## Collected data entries

[Start of Attachment]

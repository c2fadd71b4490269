use service_discovery_sdk::ServiceDiscoveryError;

/// Domain-level errors for the discovery engine
#[derive(Debug, thiserror::Error)]
pub enum DomainError {
    #[error("Invalid configuration: {0}")]
    InvalidConfig(String),

    #[error("Invalid input: {0}")]
    Validation(String),

    #[error("Repository error: {0}")]
    Repository(String),

    #[error("Operation cancelled")]
    Cancelled,

    #[error("Update gateway is closed")]
    GatewayClosed,

    #[error("{0} already started")]
    AlreadyStarted(&'static str),

    #[error("Health update stream closed")]
    StreamClosed,
}

impl DomainError {
    /// Shutdown is reported as [`DomainError::Cancelled`]; callers use this to
    /// tell a clean stop from a failure.
    #[must_use]
    pub fn is_cancelled(&self) -> bool {
        matches!(self, Self::Cancelled)
    }
}

impl From<anyhow::Error> for DomainError {
    fn from(e: anyhow::Error) -> Self {
        Self::Repository(format!("{e:#}"))
    }
}

impl From<DomainError> for ServiceDiscoveryError {
    fn from(e: DomainError) -> Self {
        match e {
            DomainError::Validation(msg) => Self::Validation(msg),
            DomainError::Repository(msg) => Self::Unavailable(msg),
            DomainError::InvalidConfig(_)
            | DomainError::Cancelled
            | DomainError::GatewayClosed
            | DomainError::AlreadyStarted(_)
            | DomainError::StreamClosed => Self::Internal,
        }
    }
}
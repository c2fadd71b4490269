use std::sync::Arc;

use async_trait::async_trait;
use parking_lot::{Mutex, RwLock};
use service_discovery_sdk::{Node, NodeUpdate};
use tokio::sync::{Mutex as AsyncMutex, mpsc};
use tokio_util::sync::CancellationToken;
use tokio_util::task::TaskTracker;
use tracing::Instrument;
use uuid::Uuid;

use crate::config::ServiceDiscoveryConfig;
use crate::domain::error::DomainError;
use crate::domain::gateway::NodeUpdatesGateway;
use crate::infra::http::{RetryPolicy, build_client};

/// One delivery: push `update` to a single receiver's update endpoint.
#[derive(Debug, Clone)]
struct Delivery {
    receiver_id: Uuid,
    endpoint: String,
    update: Arc<NodeUpdate>,
}

type TaskQueue = Arc<AsyncMutex<mpsc::Receiver<Delivery>>>;

/// Pushes node updates to sibling nodes with a fixed pool of workers.
///
/// Delivery is best effort: a failed push is logged and dropped.
pub struct HttpBroadcastGateway {
    client: reqwest::Client,
    retry: RetryPolicy,
    workers: usize,
    /// `None` once the gateway has shut down.
    sender: RwLock<Option<mpsc::Sender<Delivery>>>,
    receiver: Mutex<Option<mpsc::Receiver<Delivery>>>,
}

impl HttpBroadcastGateway {
    /// # Errors
    /// [`DomainError::InvalidConfig`] for a zero pool or queue size, or an
    /// unusable API key.
    pub fn new(config: &ServiceDiscoveryConfig) -> Result<Self, DomainError> {
        let client = build_client(&config.api_key, &config.http)?;
        Self::with_client(client, config)
    }

    /// Same as [`Self::new`] with a caller-supplied client.
    ///
    /// # Errors
    /// [`DomainError::InvalidConfig`] for a zero pool or queue size.
    pub fn with_client(
        client: reqwest::Client,
        config: &ServiceDiscoveryConfig,
    ) -> Result<Self, DomainError> {
        if config.gateway_workers == 0 || config.gateway_queue_size == 0 {
            return Err(DomainError::InvalidConfig(
                "gateway_workers and gateway_queue_size must be greater than zero".to_owned(),
            ));
        }

        let (tx, rx) = mpsc::channel(config.gateway_queue_size);
        Ok(Self {
            client,
            retry: RetryPolicy::from_config(&config.http),
            workers: config.gateway_workers,
            sender: RwLock::new(Some(tx)),
            receiver: Mutex::new(Some(rx)),
        })
    }

    #[must_use]
    pub fn is_closed(&self) -> bool {
        self.sender.read().is_none()
    }

    fn close(&self) {
        if self.sender.write().take().is_some() {
            tracing::debug!("update queue closed");
        }
    }

    fn spawn_workers(&self, tracker: &TaskTracker, queue: &TaskQueue, cancel: &CancellationToken) {
        for worker in 0..self.workers {
            let queue = Arc::clone(queue);
            let cancel = cancel.clone();
            let client = self.client.clone();
            let retry = self.retry;
            tracker.spawn(
                async move {
                    loop {
                        // Lock only while waiting for the next task so other
                        // workers deliver in parallel.
                        let task = queue.lock().await.recv().await;
                        let Some(task) = task else { break };

                        if cancel.is_cancelled() {
                            tracing::debug!(receiver = %task.receiver_id, "dropping undelivered update on shutdown");
                            continue;
                        }
                        tokio::select! {
                            biased;

                            () = cancel.cancelled() => {
                                tracing::debug!(receiver = %task.receiver_id, "update delivery interrupted by shutdown");
                            }

                            () = deliver(&client, retry, &task) => {}
                        }
                    }
                    tracing::trace!(worker, "gateway worker stopped");
                }
                .in_current_span(),
            );
        }
    }
}

async fn deliver(client: &reqwest::Client, retry: RetryPolicy, task: &Delivery) {
    let result = retry
        .execute(|| client.post(&task.endpoint).json(task.update.as_ref()).send())
        .await;

    match result {
        Ok(response) if response.status().is_success() => {
            tracing::debug!(
                node_id = %task.update.id,
                receiver = %task.receiver_id,
                "update delivered"
            );
        }
        Ok(response) => {
            tracing::warn!(
                node_id = %task.update.id,
                receiver = %task.receiver_id,
                endpoint = %task.endpoint,
                status = %response.status(),
                "update rejected by receiver"
            );
        }
        Err(e) => {
            tracing::warn!(
                node_id = %task.update.id,
                receiver = %task.receiver_id,
                endpoint = %task.endpoint,
                error = %e,
                "update delivery failed"
            );
        }
    }
}

#[async_trait]
impl NodeUpdatesGateway for HttpBroadcastGateway {
    async fn start(&self, cancel: CancellationToken) -> Result<(), DomainError> {
        let receiver = self
            .receiver
            .lock()
            .take()
            .ok_or(DomainError::AlreadyStarted("updates gateway"))?;

        async {
            let queue: TaskQueue = Arc::new(AsyncMutex::new(receiver));
            let tracker = TaskTracker::new();
            self.spawn_workers(&tracker, &queue, &cancel);
            tracker.close();
            tracing::info!(workers = self.workers, "updates gateway started");

            cancel.cancelled().await;

            // Workers exit once the queue is closed and drained.
            self.close();
            tracker.wait().await;
            tracing::info!("updates gateway stopped");
            Err(DomainError::Cancelled)
        }
        .instrument(tracing::info_span!("updates_gateway"))
        .await
    }

    async fn send(&self, update: &Node, receivers: &[Node]) -> Result<(), DomainError> {
        let tx = self
            .sender
            .read()
            .clone()
            .ok_or(DomainError::GatewayClosed)?;

        let payload = Arc::new(NodeUpdate::from(update));
        for receiver in receivers.iter().filter(|r| r.id != update.id) {
            let task = Delivery {
                receiver_id: receiver.id,
                endpoint: receiver.upd_endpoint.clone(),
                update: Arc::clone(&payload),
            };
            tx.send(task)
                .await
                .map_err(|_| DomainError::GatewayClosed)?;
        }
        Ok(())
    }
}
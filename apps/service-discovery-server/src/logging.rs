use tracing_subscriber::{EnvFilter, fmt, layer::SubscriberExt, util::SubscriberInitExt};

use crate::config::{LogFormat, LoggingConfig};

/// Installs the global subscriber. `RUST_LOG` wins over the configured
/// level; each `-v` raises it (info, debug, trace).
pub fn init(config: &LoggingConfig, verbose: u8) {
    let level = match verbose {
        0 => config.level.as_str(),
        1 => "info",
        2 => "debug",
        _ => "trace",
    };
    let filter = EnvFilter::try_from_default_env().unwrap_or_else(|_| EnvFilter::new(level));
    let registry = tracing_subscriber::registry().with(filter);

    match config.format {
        LogFormat::Json => registry.with(fmt::layer().json()).init(),
        LogFormat::Text => registry.with(fmt::layer()).init(),
    }
}
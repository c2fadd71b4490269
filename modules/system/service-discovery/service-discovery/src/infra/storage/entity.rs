use anyhow::Context;
use sea_orm::ActiveValue::Set;
use sea_orm::entity::prelude::*;
use service_discovery_sdk::{Node, NodeState};

/// One row per node. `payload` holds the full serialized record; `state` and
/// `down_since` are kept alongside so eviction can work without decoding it.
#[derive(Clone, Debug, PartialEq, Eq, DeriveEntityModel)]
#[sea_orm(table_name = "nodes")]
pub struct Model {
    #[sea_orm(primary_key, auto_increment = false)]
    pub id: String,
    pub state: String,
    #[sea_orm(column_type = "Text")]
    pub payload: String,
    /// Unix millis of the latest `Down` write, `None` while `Up`.
    pub down_since: Option<i64>,
}

#[derive(Copy, Clone, Debug, EnumIter, DeriveRelation)]
pub enum Relation {}

impl ActiveModelBehavior for ActiveModel {}

impl Model {
    pub fn into_node(self) -> anyhow::Result<Node> {
        let mut node: Node = serde_json::from_str(&self.payload)
            .with_context(|| format!("corrupt payload for node {}", self.id))?;
        node.state = self.state.parse::<NodeState>()?;
        Ok(node)
    }
}

pub fn active_model(node: &Node, now_millis: i64) -> anyhow::Result<ActiveModel> {
    let down_since = match node.state {
        NodeState::Down => Some(now_millis),
        NodeState::Up => None,
    };
    Ok(ActiveModel {
        id: Set(node.id.to_string()),
        state: Set(node.state.as_str().to_owned()),
        payload: Set(serde_json::to_string(node)?),
        down_since: Set(down_since),
    })
}
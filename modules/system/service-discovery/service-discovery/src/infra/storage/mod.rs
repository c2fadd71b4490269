pub mod entity;
pub mod eviction;
pub mod migrations;
pub mod sea_orm_repo;

pub use eviction::EvictionTimers;
pub use sea_orm_repo::SeaOrmNodesRepository;
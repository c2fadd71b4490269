/// Errors surfaced to callers of [`crate::ServiceDiscoveryClient`].
#[derive(Debug, Clone, PartialEq, Eq, thiserror::Error)]
pub enum ServiceDiscoveryError {
    #[error("Invalid input: {0}")]
    Validation(String),

    #[error("Registry storage unavailable: {0}")]
    Unavailable(String),

    #[error("An internal error occurred")]
    Internal,
}
mod config;
mod logging;

use std::future::Future;
use std::path::{Path, PathBuf};
use std::sync::Arc;

use anyhow::{Context, Result};
use clap::{Parser, Subcommand};
use service_discovery::api::rest::router;
use service_discovery::{
    DiscoveryService, DomainError, HealthUpdatesExtractor, HttpBroadcastGateway,
    HttpHealthExtractor, NodeUpdatesGateway, SeaOrmNodesRepository, ServiceDiscoveryLocalClient,
};
use service_discovery_sdk::ServiceDiscoveryClient;
use tokio::task::JoinSet;
use tokio_util::sync::CancellationToken;

use crate::config::AppConfig;

/// Service discovery registry daemon
#[derive(Parser)]
#[command(name = "service-discovery-server")]
#[command(about = "Service discovery registry with push-based health updates")]
#[command(version)]
struct Cli {
    /// Path to configuration file
    #[arg(short, long)]
    config: Option<PathBuf>,

    /// Listen address override, e.g. 127.0.0.1:6500
    #[arg(short, long)]
    bind: Option<String>,

    /// Print effective configuration (JSON) and exit
    #[arg(long)]
    print_config: bool,

    /// Log verbosity level (-v info, -vv debug, -vvv trace)
    #[arg(short, long, action = clap::ArgAction::Count)]
    verbose: u8,

    #[command(subcommand)]
    command: Option<Commands>,
}

#[derive(Subcommand)]
enum Commands {
    /// Start the server
    Run,
    /// Validate configuration and exit
    Check,
}

#[tokio::main]
async fn main() -> Result<()> {
    let cli = Cli::parse();

    if let Some(ref path) = cli.config
        && !Path::new(path).is_file()
    {
        anyhow::bail!("config file does not exist: {}", path.display());
    }

    // 1) defaults -> 2) YAML -> 3) env (APP__*, SERVICE_DISCOVERY_API_KEY) -> 4) CLI
    let mut config = AppConfig::load(cli.config.as_deref())?;
    config.apply_cli_overrides(cli.bind.as_deref());

    if cli.print_config {
        println!("{}", serde_json::to_string_pretty(&config.redacted())?);
        return Ok(());
    }

    logging::init(&config.logging, cli.verbose);

    match cli.command.unwrap_or(Commands::Run) {
        Commands::Run => run_server(config).await,
        Commands::Check => check_config(&config),
    }
}

fn check_config(config: &AppConfig) -> Result<()> {
    tracing::info!("Checking configuration...");
    config.discovery.validate()?;
    println!("Configuration is valid");
    println!("{}", serde_json::to_string_pretty(&config.redacted())?);
    Ok(())
}

async fn run_server(config: AppConfig) -> Result<()> {
    let discovery = &config.discovery;
    discovery.validate()?;

    let repo = Arc::new(
        SeaOrmNodesRepository::connect(
            &config.database.dsn,
            config.database.max_connections,
            discovery.eviction_grace,
        )
        .await?,
    );
    repo.restore_evictions().await?;

    let extractor = Arc::new(HttpHealthExtractor::new(repo.clone(), discovery)?);
    let gateway = Arc::new(HttpBroadcastGateway::new(discovery)?);
    let service = Arc::new(DiscoveryService::new(
        repo.clone(),
        extractor.clone(),
        gateway.clone(),
    ));
    let client: Arc<dyn ServiceDiscoveryClient> =
        Arc::new(ServiceDiscoveryLocalClient::new(service.clone()));
    let app = router(client, &discovery.api_key);

    let listener = tokio::net::TcpListener::bind(&config.server.bind_addr)
        .await
        .with_context(|| format!("failed to bind {}", config.server.bind_addr))?;

    let cancel = CancellationToken::new();
    tokio::spawn(cancel_on_signal(cancel.clone()));

    let mut tasks = JoinSet::new();
    supervise(&mut tasks, &cancel, "updates_gateway", {
        let cancel = cancel.clone();
        async move { gateway.start(cancel).await }
    });
    supervise(&mut tasks, &cancel, "health_extractor", {
        let cancel = cancel.clone();
        async move { extractor.start(cancel).await }
    });
    supervise(&mut tasks, &cancel, "discovery_loop", {
        let cancel = cancel.clone();
        async move { service.start(cancel).await }
    });
    supervise(&mut tasks, &cancel, "node_evictions", {
        let cancel = cancel.clone();
        async move { repo.run_evictions(cancel).await }
    });
    {
        let cancel = cancel.clone();
        let shutdown = cancel.clone().cancelled_owned();
        tasks.spawn(async move {
            let served = axum::serve(listener, app)
                .with_graceful_shutdown(shutdown)
                .await;
            if let Err(e) = served {
                tracing::error!(component = "http_api", error = %e, "component failed");
                cancel.cancel();
                return Err(anyhow::Error::from(e).context("http_api"));
            }
            Ok(())
        });
    }

    tracing::info!(bind_addr = %config.server.bind_addr, "Service started");

    let mut first_error = None;
    while let Some(joined) = tasks.join_next().await {
        let result = joined.map_err(anyhow::Error::from).and_then(|r| r);
        if let Err(e) = result {
            cancel.cancel();
            first_error.get_or_insert(e);
        }
    }

    tracing::info!("Service stopped");
    first_error.map_or(Ok(()), Err)
}

/// Spawns a component; shutdown is a clean exit, any other error stops the
/// whole process.
fn supervise<F>(
    tasks: &mut JoinSet<Result<()>>,
    cancel: &CancellationToken,
    name: &'static str,
    component: F,
) where
    F: Future<Output = Result<(), DomainError>> + Send + 'static,
{
    let cancel = cancel.clone();
    tasks.spawn(async move {
        match component.await {
            Ok(()) => Ok(()),
            Err(e) if e.is_cancelled() => {
                tracing::debug!(component = name, "component stopped");
                Ok(())
            }
            Err(e) => {
                tracing::error!(component = name, error = %e, "component failed");
                cancel.cancel();
                Err(anyhow::Error::from(e).context(name))
            }
        }
    });
}

/// Cancels `cancel` on Ctrl+C or SIGTERM. Returns early when the registry is
/// already stopping for another reason.
async fn cancel_on_signal(cancel: CancellationToken) {
    let signal = tokio::select! {
        () = cancel.cancelled() => return,
        result = tokio::signal::ctrl_c() => result.map(|()| "ctrl-c"),
        result = terminate() => result.map(|()| "SIGTERM"),
    };

    match signal {
        Ok(name) => tracing::info!(signal = name, "stopping service discovery registry"),
        Err(e) => tracing::error!(error = %e, "signal handler failed, stopping registry"),
    }
    cancel.cancel();
}

#[cfg(unix)]
async fn terminate() -> std::io::Result<()> {
    use tokio::signal::unix::{SignalKind, signal};

    signal(SignalKind::terminate())?.recv().await;
    Ok(())
}

#[cfg(not(unix))]
async fn terminate() -> std::io::Result<()> {
    std::future::pending().await
}
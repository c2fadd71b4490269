//! Outbound HTTP shared by health probes and update pushes.

use std::future::Future;
use std::time::Duration;

use reqwest::header::{HeaderMap, HeaderValue};

use crate::config::{HttpClientConfig, MAX_RETRY_BACKOFF};
use crate::domain::error::DomainError;

/// Header carrying the shared registry credential.
pub const API_KEY_HEADER: &str = "x-api-key";

/// Builds the client every outbound request goes through. The credential is
/// attached to each request as [`API_KEY_HEADER`].
///
/// # Errors
/// [`DomainError::InvalidConfig`] when the key is not a valid header value or
/// the TLS backend cannot be initialised.
pub fn build_client(
    api_key: &str,
    config: &HttpClientConfig,
) -> Result<reqwest::Client, DomainError> {
    let mut key = HeaderValue::from_str(api_key).map_err(|_| {
        DomainError::InvalidConfig("api_key is not a valid header value".to_owned())
    })?;
    key.set_sensitive(true);

    let mut headers = HeaderMap::new();
    headers.insert(API_KEY_HEADER, key);

    reqwest::Client::builder()
        .default_headers(headers)
        .timeout(config.request_timeout)
        .build()
        .map_err(|e| DomainError::InvalidConfig(format!("failed to build http client: {e}")))
}

/// Exponential backoff retry for transport failures.
///
/// Only errors raised before a response arrives are retried. A response with
/// a failure status is returned as is, so the caller classifies it at once.
#[derive(Debug, Clone, Copy, PartialEq, Eq)]
pub struct RetryPolicy {
    /// Retries after the initial attempt; total attempts = 1 + `max_retries`.
    pub max_retries: usize,
    pub initial_backoff: Duration,
    pub max_backoff: Duration,
}

impl RetryPolicy {
    #[must_use]
    pub fn from_config(config: &HttpClientConfig) -> Self {
        Self {
            max_retries: config.max_retries,
            initial_backoff: config.retry_backoff,
            max_backoff: MAX_RETRY_BACKOFF,
        }
    }

    /// Delay before retry number `retry` (0-based).
    #[must_use]
    pub fn backoff(&self, retry: usize) -> Duration {
        let factor = 2u32.saturating_pow(u32::try_from(retry).unwrap_or(u32::MAX));
        self.initial_backoff
            .saturating_mul(factor)
            .min(self.max_backoff)
    }

    /// Runs `attempt` until it yields a response, a non-retryable error, or
    /// the retry budget is spent. Dropping the returned future aborts the
    /// loop, including a pending backoff sleep.
    ///
    /// # Errors
    /// The error of the last attempt.
    pub async fn execute<F, Fut>(&self, mut attempt: F) -> reqwest::Result<reqwest::Response>
    where
        F: FnMut() -> Fut,
        Fut: Future<Output = reqwest::Result<reqwest::Response>>,
    {
        let mut retry = 0;
        loop {
            match attempt().await {
                Ok(response) => return Ok(response),
                Err(e) if retry < self.max_retries && is_transport_error(&e) => {
                    let delay = self.backoff(retry);
                    tracing::trace!(retry, delay = ?delay, error = %e, "retrying request");
                    tokio::time::sleep(delay).await;
                    retry += 1;
                }
                Err(e) => return Err(e),
            }
        }
    }
}

fn is_transport_error(e: &reqwest::Error) -> bool {
    !e.is_builder() && !e.is_status() && !e.is_decode()
}
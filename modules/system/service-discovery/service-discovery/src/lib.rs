#![cfg_attr(coverage_nightly, feature(coverage_attribute))]
//! Service discovery registry engine.
//!
//! Services register a network endpoint, the registry tracks liveness by
//! polling each node's health endpoint, and every liveness flip is pushed to
//! the other nodes of the same service.
//!
//! ```text
//!   HttpHealthExtractor ──(flipped nodes)──▶ DiscoveryService ──▶ HttpBroadcastGateway
//!            ▲                                     │                    │
//!            │ get_all                             │ add_or_update      │ POST upd_endpoint
//!            └──────────── SeaOrmNodesRepository ◀─┘                    ▼
//!                          (+ eviction timers)                    sibling nodes
//! ```

pub mod api;
pub mod config;
pub mod domain;
pub mod infra;


pub use config::{HttpClientConfig, ServiceDiscoveryConfig};
pub use domain::error::DomainError;
pub use domain::extractor::{Acknowledgement, HealthUpdate, HealthUpdatesExtractor, SweepBatch};
pub use domain::gateway::NodeUpdatesGateway;
pub use domain::local_client::ServiceDiscoveryLocalClient;
pub use domain::repo::NodesRepository;
pub use domain::service::DiscoveryService;
pub use infra::broadcast::HttpBroadcastGateway;
pub use infra::health::HttpHealthExtractor;
pub use infra::storage::SeaOrmNodesRepository;
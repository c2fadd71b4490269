use std::collections::HashMap;
use std::fmt;
use std::str::FromStr;

use serde::{Deserialize, Serialize};
use uuid::Uuid;

/// Liveness of a registered node.
#[derive(Debug, Clone, Copy, PartialEq, Eq, Hash, Serialize, Deserialize)]
pub enum NodeState {
    Up,
    Down,
}

impl NodeState {
    #[must_use]
    pub const fn as_str(self) -> &'static str {
        match self {
            Self::Up => "Up",
            Self::Down => "Down",
        }
    }

    /// Classification of a probe outcome.
    #[must_use]
    pub const fn from_healthy(healthy: bool) -> Self {
        if healthy { Self::Up } else { Self::Down }
    }
}

impl fmt::Display for NodeState {
    fn fmt(&self, f: &mut fmt::Formatter<'_>) -> fmt::Result {
        f.write_str(self.as_str())
    }
}

#[derive(Debug, Clone, PartialEq, Eq, thiserror::Error)]
#[error("unknown node state: {0}")]
pub struct ParseNodeStateError(pub String);

impl FromStr for NodeState {
    type Err = ParseNodeStateError;

    fn from_str(s: &str) -> Result<Self, Self::Err> {
        match s {
            "Up" => Ok(Self::Up),
            "Down" => Ok(Self::Down),
            other => Err(ParseNodeStateError(other.to_owned())),
        }
    }
}

/// One registered instance of a service.
#[derive(Debug, Clone, PartialEq, Eq, Serialize, Deserialize)]
pub struct Node {
    pub id: Uuid,
    pub hostname: String,
    pub service_name: String,
    pub state: NodeState,
    pub health_endpoint: String,
    pub upd_endpoint: String,
    #[serde(default, skip_serializing_if = "HashMap::is_empty")]
    pub meta: HashMap<String, String>,
}

impl Node {
    /// Copy of this node carrying `state`.
    #[must_use]
    pub fn with_state(&self, state: NodeState) -> Self {
        Self {
            state,
            ..self.clone()
        }
    }
}

/// Registration payload submitted by a service instance.
#[derive(Debug, Clone, Default, PartialEq, Eq, Serialize, Deserialize)]
pub struct RegisterNodeRequest {
    pub hostname: String,
    pub service_name: String,
    pub health_endpoint: String,
    pub upd_endpoint: String,
    #[serde(default)]
    pub meta: HashMap<String, String>,
}

/// Body pushed to sibling nodes' update endpoints when a node flips state.
///
/// Carries only the public identity of the node; probe and callback
/// endpoints stay private to the registry.
#[derive(Debug, Clone, PartialEq, Eq, Serialize, Deserialize)]
pub struct NodeUpdate {
    pub id: Uuid,
    pub hostname: String,
    pub service_name: String,
    pub state: String,
    #[serde(default, skip_serializing_if = "HashMap::is_empty")]
    pub meta: HashMap<String, String>,
}

impl From<&Node> for NodeUpdate {
    fn from(node: &Node) -> Self {
        Self {
            id: node.id,
            hostname: node.hostname.clone(),
            service_name: node.service_name.clone(),
            state: node.state.to_string(),
            meta: node.meta.clone(),
        }
    }
}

[End of Attachment]

## TASK TO COMPLETE
Using the records above, restate word for word the lines from the one with "pub struct NodeUpdate" through the one with "impl From<&Node> for", both included.

## SOLUTION TO THIS TASK
pub struct NodeUpdate {
    pub id: Uuid,
    pub hostname: String,
    pub service_name: String,
    pub state: String,
    #[serde(default, skip_serializing_if = "HashMap::is_empty")]
    pub meta: HashMap<String, String>,
}

impl From<&Node> for NodeUpdate {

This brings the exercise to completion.